Delta trims dividend to fund capex


Published Date: 2019-06-04 | Source: Stephen Gunnion | Author: Stephen Gunnion

Delta trims dividend to fund capex

The property fund has forecast short-term pressure on earnings as it finalises bulk lease renewals and negotiates long-term financing of debt.

Delta Property Fund has reported a rise in vacancies, partly due to the Free State provincial government giving preference to local landlords with empowerment credentials. As a result, the real estate investment trust (REIT) has marked 10 buildings worth R483.4 million in its Bloemfontein provincial portfolio for sale. That's on top of a further 20 properties valued at R1.4 billion in its R11.4 billion portfolio which are currently held for sale.
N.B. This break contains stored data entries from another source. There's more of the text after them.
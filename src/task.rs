//! Cooperative time-sliced task scheduler.
//!
//! Long-running generation work is chopped into small work-function
//! invocations organized as a stack of subtasks per task, like a call stack.
//! The host owns the loop: [`Scheduler::step`] runs work-function iterations
//! until the unbroken-execution budget is spent, then returns a
//! [`StepStatus`] and hands control back. Between slices the host sleeps,
//! pumps its UI, collects finished results, or cancels.
//!
//! Work functions advance their state a little on each invocation, push
//! nested subtasks with [`SteppedTask::execute_subaction`], collect finished
//! children with [`SteppedTask::get_result`], and finish by calling
//! [`SteppedTask::provide_result`]. Panics in work functions are not caught.

use std::any::Any;
use std::time::{Duration, Instant};

/// Default unbroken-execution budget per time slice.
pub const DEFAULT_UNBROKEN_INTERVAL: Duration = Duration::from_millis(20);

/// Default host sleep between time slices.
pub const DEFAULT_SLEEP_INTERVAL: Duration = Duration::from_millis(1);

/// Outcome of one scheduler time slice.
#[derive(Clone, Copy, Debug, PartialEq, Eq)]
pub enum StepStatus {
    /// Work remains; call `step` again after the sleep interval.
    Continue,
    /// The root task finished. All results have been provided.
    Completed,
    /// The root task was canceled. No result; `completed` stays false.
    Canceled,
}

/// Observer of scheduler progress, invoked once per work-function iteration
/// and exactly once more after completion or cancellation.
///
/// Any `FnMut(&SteppedTask<C>)` closure is a sink.
pub trait ProgressSink<C> {
    fn on_progress(&mut self, task: &SteppedTask<C>);
}

impl<C, F: FnMut(&SteppedTask<C>)> ProgressSink<C> for F {
    fn on_progress(&mut self, task: &SteppedTask<C>) {
        self(task)
    }
}

/// One stack frame: a work function bound to its own nested task, plus the
/// fraction of the parent's progress range it accounts for.
struct Subaction<C> {
    work: Box<dyn FnMut(&mut C, &mut SteppedTask<C>)>,
    task: SteppedTask<C>,
    proportion: f64,
    name: Option<String>,
}

/// A resumable task with a stack of nested subtasks.
///
/// Work functions receive the task bound to their own frame, so pushing a
/// subtask nests under the caller and `get_result` pops the caller's own
/// children. The root task is driven through a [`Scheduler`].
pub struct SteppedTask<C> {
    completed: bool,
    canceled: bool,
    result: Option<Box<dyn Any>>,
    iteration: u64,
    unbroken_interval: Duration,
    sleep_interval: Duration,
    frames: Vec<Subaction<C>>,
    /// Progress already banked by popped subtasks.
    base_progress: f64,
    /// Local progress last reported by this task's own work function.
    reported_progress: f64,
}

impl<C> SteppedTask<C> {
    /// A fresh task with the default timing intervals.
    pub fn new() -> Self {
        Self::with_intervals(DEFAULT_UNBROKEN_INTERVAL, DEFAULT_SLEEP_INTERVAL)
    }

    /// A fresh task with an explicit time-slice budget and host sleep.
    pub fn with_intervals(unbroken_interval: Duration, sleep_interval: Duration) -> Self {
        Self {
            completed: false,
            canceled: false,
            result: None,
            iteration: 0,
            unbroken_interval,
            sleep_interval,
            frames: Vec::new(),
            base_progress: 0.0,
            reported_progress: 0.0,
        }
    }

    pub fn completed(&self) -> bool {
        self.completed
    }

    pub fn canceled(&self) -> bool {
        self.canceled
    }

    /// Number of times this task's own work function has run.
    pub fn iteration(&self) -> u64 {
        self.iteration
    }

    pub fn unbroken_interval(&self) -> Duration {
        self.unbroken_interval
    }

    pub fn sleep_interval(&self) -> Duration {
        self.sleep_interval
    }

    fn is_terminal(&self) -> bool {
        self.completed || self.canceled
    }

    /// Push a nested subtask. Subtasks run depth-first, most-recent-first:
    /// the pushed work function is invoked instead of the caller until it
    /// completes or is canceled. `proportion` is the fraction of this task's
    /// progress range the subtask accounts for.
    pub fn execute_subaction(
        &mut self,
        proportion: f64,
        work: impl FnMut(&mut C, &mut SteppedTask<C>) + 'static,
    ) {
        self.push_frame(proportion, None, work);
    }

    /// Like [`execute_subaction`](Self::execute_subaction), with a display
    /// name surfaced through [`current_action_name`](Self::current_action_name).
    pub fn execute_named_subaction(
        &mut self,
        name: &str,
        proportion: f64,
        work: impl FnMut(&mut C, &mut SteppedTask<C>) + 'static,
    ) {
        self.push_frame(proportion, Some(name.to_owned()), work);
    }

    fn push_frame(
        &mut self,
        proportion: f64,
        name: Option<String>,
        work: impl FnMut(&mut C, &mut SteppedTask<C>) + 'static,
    ) {
        let mut task = Self::with_intervals(self.unbroken_interval, self.sleep_interval);
        task.iteration = self.iteration;
        self.frames.push(Subaction {
            work: Box::new(work),
            task,
            proportion,
            name,
        });
    }

    /// If the most recently pushed subtask has completed, pop it and return
    /// its result. A no-op returning `None` while the subtask is still
    /// running; the caller's work function is simply invoked again on later
    /// slices and retries.
    ///
    /// A completed subtask always carries a result: `provide_result` is the
    /// only path that marks a frame's task completed.
    pub fn get_result(&mut self) -> Option<Box<dyn Any>> {
        match self.frames.last() {
            Some(frame) if frame.task.completed => {}
            _ => return None,
        }
        let frame = self.frames.pop()?;
        debug_assert!(
            frame.task.result.is_some(),
            "completed subtask without a result"
        );
        self.base_progress = (self.base_progress + frame.proportion).min(1.0);
        frame.task.result
    }

    /// Mark this task completed, storing `value` as its result.
    pub fn provide_result<T: Any>(&mut self, value: T) {
        self.result = Some(Box::new(value));
        self.completed = true;
    }

    /// Mark this task completed with the result of `producer`, invoked now.
    pub fn provide_result_with<T: Any>(&mut self, producer: impl FnOnce() -> T) {
        self.provide_result(producer());
    }

    /// Request cancellation. Cooperative: the current work-function
    /// invocation always finishes; the flag is honored between iterations.
    /// Abandoned subtasks are not torn down.
    pub fn cancel(&mut self) {
        self.canceled = true;
    }

    /// Run `cleanup` only if no subtask is still on the stack, so it never
    /// observes partial results. Returns whether it ran.
    pub fn finalize(&mut self, cleanup: impl FnOnce(&mut Self)) -> bool {
        if !self.frames.is_empty() {
            return false;
        }
        cleanup(self);
        true
    }

    /// Record this task's own local progress, in `[0, 1]`.
    pub fn report_progress(&mut self, progress: f64) {
        self.reported_progress = progress.clamp(0.0, 1.0);
    }

    /// Aggregate progress in `[0, 1]` across the whole subtask nesting:
    /// banked progress from popped subtasks, this task's own reported
    /// progress, and each live frame weighted by its proportion. Exactly 1.0
    /// once completed. Monotonically non-decreasing for pipelines whose
    /// proportions sum to at most 1.
    pub fn progress(&self) -> f64 {
        if self.completed {
            return 1.0;
        }
        let mut progress = self.base_progress.max(self.reported_progress);
        for frame in &self.frames {
            progress += frame.proportion * frame.task.progress();
        }
        progress.min(1.0)
    }

    /// Display name of the deepest active frame. `None` when the stack is
    /// empty or the deepest frame is unnamed; ancestor names are never
    /// substituted for a nameless leaf.
    pub fn current_action_name(&self) -> Option<&str> {
        let frame = self.frames.last()?;
        if !frame.task.is_terminal() && !frame.task.frames.is_empty() {
            return frame.task.current_action_name();
        }
        frame.name.as_deref()
    }

    /// Run the deepest runnable frame's work function once. Returns false if
    /// nothing is runnable: the stack is empty, or the top subtask finished
    /// and awaits collection by this task's owner.
    fn run_innermost(&mut self, ctx: &mut C) -> bool {
        let Some(frame) = self.frames.last_mut() else {
            return false;
        };
        if frame.task.is_terminal() {
            return false;
        }
        if frame.task.run_innermost(ctx) {
            return true;
        }
        frame.task.iteration += 1;
        (frame.work)(ctx, &mut frame.task);
        true
    }
}

impl<C> Default for SteppedTask<C> {
    fn default() -> Self {
        Self::new()
    }
}

/// Drives a root [`SteppedTask`] one time slice at a time.
pub struct Scheduler<C> {
    task: SteppedTask<C>,
    sink: Box<dyn ProgressSink<C>>,
    finished_notified: bool,
}

impl<C> Scheduler<C> {
    pub fn new(task: SteppedTask<C>, sink: impl ProgressSink<C> + 'static) -> Self {
        Self {
            task,
            sink: Box::new(sink),
            finished_notified: false,
        }
    }

    pub fn task(&self) -> &SteppedTask<C> {
        &self.task
    }

    /// Mutable root task access, used by the host to queue work before the
    /// first slice and to collect root-level results between slices.
    pub fn task_mut(&mut self) -> &mut SteppedTask<C> {
        &mut self.task
    }

    /// Cancel the root task. Takes effect at the next iteration boundary.
    pub fn cancel(&mut self) {
        self.task.cancel();
    }

    /// Run one time slice: work-function iterations until the unbroken
    /// budget is spent or the task reaches a terminal state. Fires the
    /// progress sink after every iteration, and exactly once more when the
    /// task completes or is canceled.
    pub fn step(&mut self, ctx: &mut C) -> StepStatus {
        if self.finished_notified {
            return self.status();
        }
        let deadline = Instant::now() + self.task.unbroken_interval;
        while !self.task.is_terminal() {
            if !self.task.run_innermost(ctx) {
                if !self.task.frames.is_empty() {
                    // Top-level subtask finished; the host collects it.
                    return StepStatus::Continue;
                }
                // Nothing queued and nothing pending: the root is done.
                self.task.completed = true;
                break;
            }
            self.task.iteration += 1;
            self.sink.on_progress(&self.task);
            if Instant::now() >= deadline && !self.task.is_terminal() {
                return StepStatus::Continue;
            }
        }
        self.finished_notified = true;
        self.sink.on_progress(&self.task);
        self.status()
    }

    /// Drive the task to a terminal state, sleeping between slices and
    /// handing every root-level result to `on_result`. Realizes the
    /// execute/sleep loop for hosts without their own event loop.
    pub fn run_to_completion(
        &mut self,
        ctx: &mut C,
        mut on_result: impl FnMut(Box<dyn Any>),
    ) -> StepStatus {
        loop {
            let status = self.step(ctx);
            while let Some(result) = self.task.get_result() {
                on_result(result);
            }
            match status {
                StepStatus::Continue => std::thread::sleep(self.task.sleep_interval),
                terminal => return terminal,
            }
        }
    }

    fn status(&self) -> StepStatus {
        if self.task.canceled {
            StepStatus::Canceled
        } else if self.task.completed {
            StepStatus::Completed
        } else {
            StepStatus::Continue
        }
    }
}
The REIT's main source of business is renting offices to the government and it says it has had a constant stream of unsolicited offers on the Bloemfontein assets from potential buyers. Given increased vacancies and competition in the node, it's considered selling some of the properties.

The fund didn't make any acquisitions in the year to end-March as it focused on renewing government leases, with many departments signing five-year agreements, providing it with more predictable earnings going forward. However, in line with its diversification strategy, it has been exploring opportunities with the Southern African Development Community Region and will update the market when it makes any progress.

It has also spent R115 million on upgrades to attract and retain clients, with more planned. As such, its retaining a quarter of distributable earnings for the year to fund capital expenditure and working capital requirements. That means from distributable earnings of 73.84c for the year it's paying a total distribution of 55.39c per share, down 43% from last year. It said current short-term refinance of debt due to the low weighted average lease expiry over the year had resulted in higher finance costs, which had diluted its earnings.

Following what it described as the toughest year since listing, it said bulk lease renewals with the government remained its priority for now, as well as the longer-term financing of debt at market-related rates. It expects earnings to decrease by between 8% and 10% in the year ahead.

Its shares rose 2.5% to R2.03 yesterday.